** Opening EXERCISE DATA block **
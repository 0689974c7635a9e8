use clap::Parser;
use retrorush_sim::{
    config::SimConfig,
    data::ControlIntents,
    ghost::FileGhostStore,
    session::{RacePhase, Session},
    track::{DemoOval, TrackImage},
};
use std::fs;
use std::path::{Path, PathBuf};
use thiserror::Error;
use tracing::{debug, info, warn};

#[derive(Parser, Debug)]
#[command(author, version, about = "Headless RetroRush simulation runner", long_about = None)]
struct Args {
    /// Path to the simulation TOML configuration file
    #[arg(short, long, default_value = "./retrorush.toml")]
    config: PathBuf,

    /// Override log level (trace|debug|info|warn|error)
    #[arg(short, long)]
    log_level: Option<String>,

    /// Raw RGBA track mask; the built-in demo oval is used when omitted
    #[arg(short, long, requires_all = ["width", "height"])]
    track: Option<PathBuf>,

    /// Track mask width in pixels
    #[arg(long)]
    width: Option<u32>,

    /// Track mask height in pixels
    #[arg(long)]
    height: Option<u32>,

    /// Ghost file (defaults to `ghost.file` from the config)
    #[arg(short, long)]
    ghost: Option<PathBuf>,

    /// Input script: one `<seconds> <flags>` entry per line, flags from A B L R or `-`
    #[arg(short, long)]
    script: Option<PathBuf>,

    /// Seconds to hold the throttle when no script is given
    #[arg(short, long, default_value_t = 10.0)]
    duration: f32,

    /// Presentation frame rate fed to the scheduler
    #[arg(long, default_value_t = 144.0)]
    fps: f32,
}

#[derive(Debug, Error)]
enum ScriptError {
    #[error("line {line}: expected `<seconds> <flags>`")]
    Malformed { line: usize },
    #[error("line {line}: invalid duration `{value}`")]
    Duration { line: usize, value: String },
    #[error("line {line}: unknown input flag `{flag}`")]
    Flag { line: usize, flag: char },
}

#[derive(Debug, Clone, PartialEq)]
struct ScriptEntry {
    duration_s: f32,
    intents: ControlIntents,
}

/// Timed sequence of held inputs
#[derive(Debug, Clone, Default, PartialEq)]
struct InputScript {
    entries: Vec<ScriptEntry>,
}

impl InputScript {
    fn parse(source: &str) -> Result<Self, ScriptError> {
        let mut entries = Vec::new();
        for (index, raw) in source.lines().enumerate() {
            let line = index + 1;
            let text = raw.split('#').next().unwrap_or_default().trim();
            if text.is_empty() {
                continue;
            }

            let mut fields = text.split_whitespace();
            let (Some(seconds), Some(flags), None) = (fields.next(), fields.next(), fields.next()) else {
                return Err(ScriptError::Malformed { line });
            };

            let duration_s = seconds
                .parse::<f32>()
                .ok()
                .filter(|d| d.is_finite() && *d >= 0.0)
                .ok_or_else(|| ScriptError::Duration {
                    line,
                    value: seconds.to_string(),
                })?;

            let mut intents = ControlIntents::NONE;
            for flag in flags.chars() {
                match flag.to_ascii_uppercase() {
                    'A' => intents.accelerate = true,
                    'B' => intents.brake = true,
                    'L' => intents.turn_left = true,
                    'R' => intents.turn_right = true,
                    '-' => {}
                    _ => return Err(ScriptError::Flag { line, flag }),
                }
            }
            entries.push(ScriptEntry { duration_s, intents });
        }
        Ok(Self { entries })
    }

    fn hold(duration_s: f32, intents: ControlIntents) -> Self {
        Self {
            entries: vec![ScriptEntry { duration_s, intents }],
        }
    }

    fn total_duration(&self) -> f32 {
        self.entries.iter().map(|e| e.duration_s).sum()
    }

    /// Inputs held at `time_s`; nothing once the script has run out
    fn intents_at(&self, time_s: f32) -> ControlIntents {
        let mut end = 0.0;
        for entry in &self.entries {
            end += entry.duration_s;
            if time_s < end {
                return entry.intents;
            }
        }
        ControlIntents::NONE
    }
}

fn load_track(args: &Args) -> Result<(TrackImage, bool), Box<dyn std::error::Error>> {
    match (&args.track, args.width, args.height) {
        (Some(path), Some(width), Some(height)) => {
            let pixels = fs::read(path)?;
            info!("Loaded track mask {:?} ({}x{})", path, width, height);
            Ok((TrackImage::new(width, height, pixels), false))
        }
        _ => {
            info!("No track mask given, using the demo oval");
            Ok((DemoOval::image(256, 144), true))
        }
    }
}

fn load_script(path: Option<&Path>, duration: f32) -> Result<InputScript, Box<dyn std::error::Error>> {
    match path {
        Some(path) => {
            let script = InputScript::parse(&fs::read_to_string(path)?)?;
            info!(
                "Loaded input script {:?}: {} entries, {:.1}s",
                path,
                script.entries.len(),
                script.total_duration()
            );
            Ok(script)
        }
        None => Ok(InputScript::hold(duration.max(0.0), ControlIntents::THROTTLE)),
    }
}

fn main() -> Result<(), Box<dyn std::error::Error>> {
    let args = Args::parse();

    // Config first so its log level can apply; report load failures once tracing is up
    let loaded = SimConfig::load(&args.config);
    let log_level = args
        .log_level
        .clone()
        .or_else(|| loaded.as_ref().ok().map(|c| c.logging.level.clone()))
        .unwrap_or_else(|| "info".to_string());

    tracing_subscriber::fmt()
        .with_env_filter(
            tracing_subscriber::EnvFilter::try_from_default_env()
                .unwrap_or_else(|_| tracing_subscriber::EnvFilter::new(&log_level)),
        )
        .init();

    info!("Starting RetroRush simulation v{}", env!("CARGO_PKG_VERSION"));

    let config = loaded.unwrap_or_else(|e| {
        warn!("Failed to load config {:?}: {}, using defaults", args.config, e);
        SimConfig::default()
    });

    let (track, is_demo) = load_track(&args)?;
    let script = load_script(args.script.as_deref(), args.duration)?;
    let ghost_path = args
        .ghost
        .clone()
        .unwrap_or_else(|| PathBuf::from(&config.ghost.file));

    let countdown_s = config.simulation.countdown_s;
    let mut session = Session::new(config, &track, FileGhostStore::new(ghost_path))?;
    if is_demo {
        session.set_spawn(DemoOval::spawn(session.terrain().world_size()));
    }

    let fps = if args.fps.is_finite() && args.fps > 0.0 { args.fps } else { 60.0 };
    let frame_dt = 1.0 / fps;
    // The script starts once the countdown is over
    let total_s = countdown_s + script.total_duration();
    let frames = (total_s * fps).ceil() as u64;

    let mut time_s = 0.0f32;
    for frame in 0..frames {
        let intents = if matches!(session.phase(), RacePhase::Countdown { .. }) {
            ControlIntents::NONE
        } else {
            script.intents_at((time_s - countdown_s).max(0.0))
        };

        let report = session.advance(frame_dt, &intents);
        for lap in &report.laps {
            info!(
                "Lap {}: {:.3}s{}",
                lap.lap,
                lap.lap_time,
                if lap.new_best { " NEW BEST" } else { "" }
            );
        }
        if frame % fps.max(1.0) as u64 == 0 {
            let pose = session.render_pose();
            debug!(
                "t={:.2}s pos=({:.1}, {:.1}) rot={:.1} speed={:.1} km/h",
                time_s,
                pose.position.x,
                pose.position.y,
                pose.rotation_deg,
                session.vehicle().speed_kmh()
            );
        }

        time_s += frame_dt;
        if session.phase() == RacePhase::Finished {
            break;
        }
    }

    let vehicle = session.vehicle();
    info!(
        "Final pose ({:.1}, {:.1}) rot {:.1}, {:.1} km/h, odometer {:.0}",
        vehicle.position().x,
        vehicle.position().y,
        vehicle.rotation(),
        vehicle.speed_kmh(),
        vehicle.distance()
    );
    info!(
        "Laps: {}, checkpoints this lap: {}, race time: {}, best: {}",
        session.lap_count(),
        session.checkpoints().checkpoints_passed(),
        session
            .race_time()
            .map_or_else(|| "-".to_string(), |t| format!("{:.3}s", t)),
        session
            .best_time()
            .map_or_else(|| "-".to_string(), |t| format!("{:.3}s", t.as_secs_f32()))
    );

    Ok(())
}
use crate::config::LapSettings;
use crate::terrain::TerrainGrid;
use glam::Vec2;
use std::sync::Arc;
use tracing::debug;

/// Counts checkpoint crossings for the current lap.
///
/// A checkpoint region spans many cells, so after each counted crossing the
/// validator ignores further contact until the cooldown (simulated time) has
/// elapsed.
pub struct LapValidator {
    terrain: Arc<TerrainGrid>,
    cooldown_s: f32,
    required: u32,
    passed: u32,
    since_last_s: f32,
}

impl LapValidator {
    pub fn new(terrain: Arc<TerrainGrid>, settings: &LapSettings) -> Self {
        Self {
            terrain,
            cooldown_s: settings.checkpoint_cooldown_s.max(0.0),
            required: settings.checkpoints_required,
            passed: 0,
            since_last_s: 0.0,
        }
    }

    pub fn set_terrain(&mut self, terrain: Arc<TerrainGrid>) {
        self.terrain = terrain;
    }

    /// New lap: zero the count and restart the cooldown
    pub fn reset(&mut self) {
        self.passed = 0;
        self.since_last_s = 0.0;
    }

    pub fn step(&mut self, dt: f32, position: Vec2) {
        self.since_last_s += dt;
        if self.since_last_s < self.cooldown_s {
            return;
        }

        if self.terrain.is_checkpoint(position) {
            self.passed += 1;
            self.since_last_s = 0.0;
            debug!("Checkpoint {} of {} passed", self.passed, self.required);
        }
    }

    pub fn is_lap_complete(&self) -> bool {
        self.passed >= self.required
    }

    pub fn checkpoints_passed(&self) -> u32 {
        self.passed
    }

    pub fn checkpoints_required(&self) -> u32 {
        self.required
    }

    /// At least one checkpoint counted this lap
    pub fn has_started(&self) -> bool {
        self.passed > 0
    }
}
** Closing EXERCISE DATA block **
WHAT YOU SHOULD DO :: Please say how many lines in the records above contain the string "once", giving no other words.

EXERCISE ANSWER :: 3